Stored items
----------
mod cli;
mod color;
mod commands;
mod config;
mod credentials;
mod output;

use anyhow::Result;
use clap::Parser;
use cli::{Cli, Commands};
use config::Config;
use credentials::CredentialStore;
use dashboard_core::{CodeHost, CoreError, QualityHost};
use github_backend::GitHubClient;
use output::output_error;
use sonar_backend::SonarClient;
use std::process::ExitCode;

fn main() -> ExitCode {
    env_logger::init();

    let cli = Cli::parse();
    color::init(cli.color);

    if let Err(e) = run(&cli) {
        output_error(&e, cli.format);
        return ExitCode::from(1);
    }

    ExitCode::SUCCESS
}

fn run(cli: &Cli) -> Result<()> {
    // Credential and completion commands never need a client or network
    match &cli.command {
        Commands::Completions { shell } => {
            Cli::generate_completions(*shell);
            return Ok(());
        }
        Commands::Auth { action } => return commands::auth::handle_auth(action, cli.format),
        _ => {}
    }

    let mut config = Config::load(cli.config.clone())?;
    config.merge_with_cli(cli.github_token.clone(), cli.sonar_token.clone());
    config.merge_with_store(&CredentialStore::load()?);

    let github = build_github_client(&config)?;
    let sonar = build_sonar_client(&config)?;

    run_with_hosts(
        github.as_ref().map(|client| client as &dyn CodeHost),
        sonar.as_ref().map(|client| client as &dyn QualityHost),
        cli,
        &config,
    )
}

/// Dispatch with the clients behind their traits. Clients stay optional:
/// statistics commands degrade to sample data, directory commands
/// explain what to configure.
fn run_with_hosts(
    github: Option<&dyn CodeHost>,
    sonar: Option<&dyn QualityHost>,
    cli: &Cli,
    config: &Config,
) -> Result<()> {
    match &cli.command {
        Commands::Dashboard => commands::dashboard::handle_dashboard(github, cli.format),
        Commands::Orgs { action } => {
            commands::orgs::handle_orgs(require_github(github)?, action, cli.format)
        }
        Commands::Repos { action } => {
            commands::repos::handle_repos(require_github(github)?, action, config, cli.format)
        }
        Commands::Members { org } => {
            commands::members::handle_members(require_github(github)?, org, cli.format)
        }
        Commands::Stats { action } => {
            commands::stats::handle_stats(github, sonar, action, config, cli.format)
        }
        Commands::Auth { .. } | Commands::Completions { .. } => {
            unreachable!("handled before client construction")
        }
    }
}

fn require_github(github: Option<&dyn CodeHost>) -> Result<&dyn CodeHost> {
    github.ok_or_else(|| anyhow::Error::new(CoreError::MissingToken("GitHub".to_string())))
}

fn build_github_client(config: &Config) -> Result<Option<GitHubClient>> {
    let Some(token) = config.github_token.as_deref() else {
        return Ok(None);
    };

    let client = match config.github_url.as_deref() {
        Some(url) => GitHubClient::with_base_url(url, token)?,
        None => GitHubClient::new(token)?,
    };
    Ok(Some(client))
}

fn build_sonar_client(config: &Config) -> Result<Option<SonarClient>> {
    let Some(token) = config.sonar_token.as_deref() else {
        return Ok(None);
    };

    let client = match config.sonar_url.as_deref() {
        Some(url) => SonarClient::with_base_url(url, token)?,
        None => SonarClient::new(token)?,
    };
    Ok(Some(client))
}
use serde::{Deserialize, Serialize};

/// Envelope returned by the issue search endpoint
#[derive(Debug, Clone, Deserialize, Serialize)]
pub struct SonarIssueSearchResponse {
    #[serde(default)]
    pub total: u64,
    #[serde(default)]
    pub issues: Vec<SonarIssue>,
}

/// One open issue
#[derive(Debug, Clone, Deserialize, Serialize)]
pub struct SonarIssue {
    pub key: String,
    #[serde(default)]
    pub rule: Option<String>,
    /// BLOCKER, CRITICAL, MAJOR, MINOR or INFO
    #[serde(default)]
    pub severity: Option<String>,
    /// "{projectKey}:{filePath}" for file-level issues
    pub component: String,
    #[serde(default)]
    pub line: Option<u64>,
    #[serde(default)]
    pub message: String,
    #[serde(default, rename = "type")]
    pub issue_type: Option<String>,
}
----------
### How to complete this task:
Every line above in which the word "None" occurs needs to be copied.

### Solution to the problem:
        return Ok(None);
        None => GitHubClient::new(token)?,
        return Ok(None);
        None => SonarClient::new(token)?,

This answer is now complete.